Stored data
════

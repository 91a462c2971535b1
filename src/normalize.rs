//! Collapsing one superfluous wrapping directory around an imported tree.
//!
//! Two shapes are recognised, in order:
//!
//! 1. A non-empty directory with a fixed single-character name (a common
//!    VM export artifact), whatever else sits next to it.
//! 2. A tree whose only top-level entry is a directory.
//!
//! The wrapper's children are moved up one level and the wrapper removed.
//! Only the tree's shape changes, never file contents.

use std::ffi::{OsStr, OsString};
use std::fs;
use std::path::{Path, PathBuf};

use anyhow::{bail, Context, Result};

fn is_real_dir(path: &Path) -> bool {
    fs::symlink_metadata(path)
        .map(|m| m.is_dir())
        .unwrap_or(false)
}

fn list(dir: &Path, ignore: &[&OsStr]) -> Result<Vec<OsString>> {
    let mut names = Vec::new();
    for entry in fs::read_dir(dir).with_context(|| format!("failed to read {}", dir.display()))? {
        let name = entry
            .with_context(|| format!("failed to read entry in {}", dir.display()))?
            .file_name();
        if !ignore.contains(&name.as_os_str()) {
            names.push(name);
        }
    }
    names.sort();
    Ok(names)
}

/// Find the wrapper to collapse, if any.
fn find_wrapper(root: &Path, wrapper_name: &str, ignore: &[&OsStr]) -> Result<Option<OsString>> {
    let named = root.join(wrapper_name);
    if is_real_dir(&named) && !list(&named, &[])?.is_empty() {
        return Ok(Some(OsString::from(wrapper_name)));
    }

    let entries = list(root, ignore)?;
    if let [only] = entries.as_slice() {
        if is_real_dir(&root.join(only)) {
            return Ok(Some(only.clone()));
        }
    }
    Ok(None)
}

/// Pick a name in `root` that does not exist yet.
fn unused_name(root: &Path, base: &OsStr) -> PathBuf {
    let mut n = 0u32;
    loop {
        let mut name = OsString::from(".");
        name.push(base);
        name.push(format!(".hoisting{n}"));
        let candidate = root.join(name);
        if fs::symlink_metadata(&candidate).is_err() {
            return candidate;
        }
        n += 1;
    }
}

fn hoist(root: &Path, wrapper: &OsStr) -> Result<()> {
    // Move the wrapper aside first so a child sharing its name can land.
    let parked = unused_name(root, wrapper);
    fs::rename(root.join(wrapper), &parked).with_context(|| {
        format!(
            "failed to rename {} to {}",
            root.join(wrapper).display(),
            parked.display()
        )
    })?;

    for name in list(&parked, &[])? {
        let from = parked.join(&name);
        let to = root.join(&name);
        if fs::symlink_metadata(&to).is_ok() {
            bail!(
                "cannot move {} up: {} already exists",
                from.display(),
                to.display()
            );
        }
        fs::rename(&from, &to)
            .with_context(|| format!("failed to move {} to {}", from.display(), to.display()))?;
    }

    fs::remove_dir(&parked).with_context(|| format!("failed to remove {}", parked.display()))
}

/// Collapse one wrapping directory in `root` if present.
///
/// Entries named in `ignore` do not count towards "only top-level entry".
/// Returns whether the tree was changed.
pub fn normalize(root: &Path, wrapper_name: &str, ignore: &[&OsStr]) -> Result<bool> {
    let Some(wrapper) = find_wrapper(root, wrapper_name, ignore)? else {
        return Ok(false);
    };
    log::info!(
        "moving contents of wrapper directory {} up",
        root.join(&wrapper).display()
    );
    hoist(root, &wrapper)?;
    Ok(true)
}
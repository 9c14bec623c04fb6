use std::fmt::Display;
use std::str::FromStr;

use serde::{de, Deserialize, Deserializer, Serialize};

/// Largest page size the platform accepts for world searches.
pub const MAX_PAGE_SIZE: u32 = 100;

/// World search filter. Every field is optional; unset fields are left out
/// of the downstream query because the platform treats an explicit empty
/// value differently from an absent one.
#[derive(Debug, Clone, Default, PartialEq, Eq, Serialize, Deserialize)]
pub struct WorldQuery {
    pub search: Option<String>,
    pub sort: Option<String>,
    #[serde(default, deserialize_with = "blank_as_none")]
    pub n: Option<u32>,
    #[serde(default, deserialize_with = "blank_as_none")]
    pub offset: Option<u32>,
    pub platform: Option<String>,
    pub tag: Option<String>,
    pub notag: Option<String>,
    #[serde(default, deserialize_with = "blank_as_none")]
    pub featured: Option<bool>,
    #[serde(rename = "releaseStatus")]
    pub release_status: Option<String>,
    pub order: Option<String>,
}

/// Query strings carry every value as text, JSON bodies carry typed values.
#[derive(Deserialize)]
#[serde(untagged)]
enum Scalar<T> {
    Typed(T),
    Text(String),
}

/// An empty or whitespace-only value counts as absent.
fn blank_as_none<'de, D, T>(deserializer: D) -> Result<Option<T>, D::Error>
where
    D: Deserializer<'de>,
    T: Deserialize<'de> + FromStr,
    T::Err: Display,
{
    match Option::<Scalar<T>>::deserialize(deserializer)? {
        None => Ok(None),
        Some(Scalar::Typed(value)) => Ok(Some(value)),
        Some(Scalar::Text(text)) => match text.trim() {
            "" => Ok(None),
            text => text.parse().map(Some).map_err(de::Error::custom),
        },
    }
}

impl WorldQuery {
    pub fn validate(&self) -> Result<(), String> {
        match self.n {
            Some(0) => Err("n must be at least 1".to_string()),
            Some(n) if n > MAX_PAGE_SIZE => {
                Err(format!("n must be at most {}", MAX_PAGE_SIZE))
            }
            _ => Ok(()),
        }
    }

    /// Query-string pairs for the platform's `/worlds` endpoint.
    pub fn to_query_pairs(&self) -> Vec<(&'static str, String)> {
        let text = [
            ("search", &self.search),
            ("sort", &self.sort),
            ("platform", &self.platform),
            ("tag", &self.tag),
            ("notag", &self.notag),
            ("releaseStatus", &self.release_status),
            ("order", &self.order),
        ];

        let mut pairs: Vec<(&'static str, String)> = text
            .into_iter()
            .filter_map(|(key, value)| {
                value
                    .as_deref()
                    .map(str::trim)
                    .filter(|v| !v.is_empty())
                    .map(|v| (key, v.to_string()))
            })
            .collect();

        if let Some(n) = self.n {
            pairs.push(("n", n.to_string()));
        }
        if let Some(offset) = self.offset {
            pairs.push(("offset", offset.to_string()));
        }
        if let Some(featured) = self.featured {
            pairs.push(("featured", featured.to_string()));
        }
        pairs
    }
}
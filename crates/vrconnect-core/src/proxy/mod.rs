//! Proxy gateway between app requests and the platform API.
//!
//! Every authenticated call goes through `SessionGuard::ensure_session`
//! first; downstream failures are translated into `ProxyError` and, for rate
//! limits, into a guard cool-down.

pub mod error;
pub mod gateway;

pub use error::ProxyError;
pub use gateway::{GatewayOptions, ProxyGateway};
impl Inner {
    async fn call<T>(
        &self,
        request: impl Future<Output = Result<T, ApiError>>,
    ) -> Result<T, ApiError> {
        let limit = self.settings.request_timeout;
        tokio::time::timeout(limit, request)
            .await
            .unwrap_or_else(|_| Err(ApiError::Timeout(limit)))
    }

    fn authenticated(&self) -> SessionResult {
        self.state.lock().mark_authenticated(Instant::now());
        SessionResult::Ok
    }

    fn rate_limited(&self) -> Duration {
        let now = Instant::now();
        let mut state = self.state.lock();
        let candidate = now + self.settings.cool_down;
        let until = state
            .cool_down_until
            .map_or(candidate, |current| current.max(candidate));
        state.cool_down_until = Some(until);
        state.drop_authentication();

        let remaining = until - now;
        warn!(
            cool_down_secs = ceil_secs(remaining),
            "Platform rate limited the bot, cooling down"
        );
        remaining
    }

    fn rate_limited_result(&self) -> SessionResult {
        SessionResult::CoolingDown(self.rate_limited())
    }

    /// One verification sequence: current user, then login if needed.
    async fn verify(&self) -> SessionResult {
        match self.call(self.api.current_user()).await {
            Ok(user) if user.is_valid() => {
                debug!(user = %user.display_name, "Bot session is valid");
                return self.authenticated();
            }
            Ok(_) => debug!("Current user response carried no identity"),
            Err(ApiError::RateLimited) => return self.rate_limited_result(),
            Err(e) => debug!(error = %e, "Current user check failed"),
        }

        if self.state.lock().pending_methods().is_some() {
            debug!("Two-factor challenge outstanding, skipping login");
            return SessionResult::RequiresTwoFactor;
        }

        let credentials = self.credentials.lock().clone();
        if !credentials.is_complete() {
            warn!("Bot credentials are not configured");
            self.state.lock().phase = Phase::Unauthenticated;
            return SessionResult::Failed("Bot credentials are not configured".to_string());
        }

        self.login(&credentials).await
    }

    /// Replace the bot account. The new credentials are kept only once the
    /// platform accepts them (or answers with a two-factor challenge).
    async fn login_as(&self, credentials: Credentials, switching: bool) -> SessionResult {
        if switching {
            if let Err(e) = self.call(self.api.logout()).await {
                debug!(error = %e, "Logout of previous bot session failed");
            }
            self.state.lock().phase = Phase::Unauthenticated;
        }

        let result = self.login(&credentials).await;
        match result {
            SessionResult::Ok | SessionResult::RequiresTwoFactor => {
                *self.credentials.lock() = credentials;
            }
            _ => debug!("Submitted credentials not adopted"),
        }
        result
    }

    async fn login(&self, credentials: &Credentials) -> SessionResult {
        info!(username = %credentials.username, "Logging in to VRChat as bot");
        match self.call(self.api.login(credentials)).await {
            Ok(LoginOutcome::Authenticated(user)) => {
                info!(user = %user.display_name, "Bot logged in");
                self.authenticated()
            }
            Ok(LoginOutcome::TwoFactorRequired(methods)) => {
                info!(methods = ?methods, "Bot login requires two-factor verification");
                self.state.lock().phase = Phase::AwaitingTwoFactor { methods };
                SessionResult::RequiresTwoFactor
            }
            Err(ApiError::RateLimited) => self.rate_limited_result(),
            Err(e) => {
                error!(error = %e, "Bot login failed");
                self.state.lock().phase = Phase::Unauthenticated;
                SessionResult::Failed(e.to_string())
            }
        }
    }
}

════

§ **Task objective**:
Could you copy every line from the records that mentions the word "remaining"?

§ **Reply**:
        let remaining = until - now;
            cool_down_secs = ceil_secs(remaining),
        remaining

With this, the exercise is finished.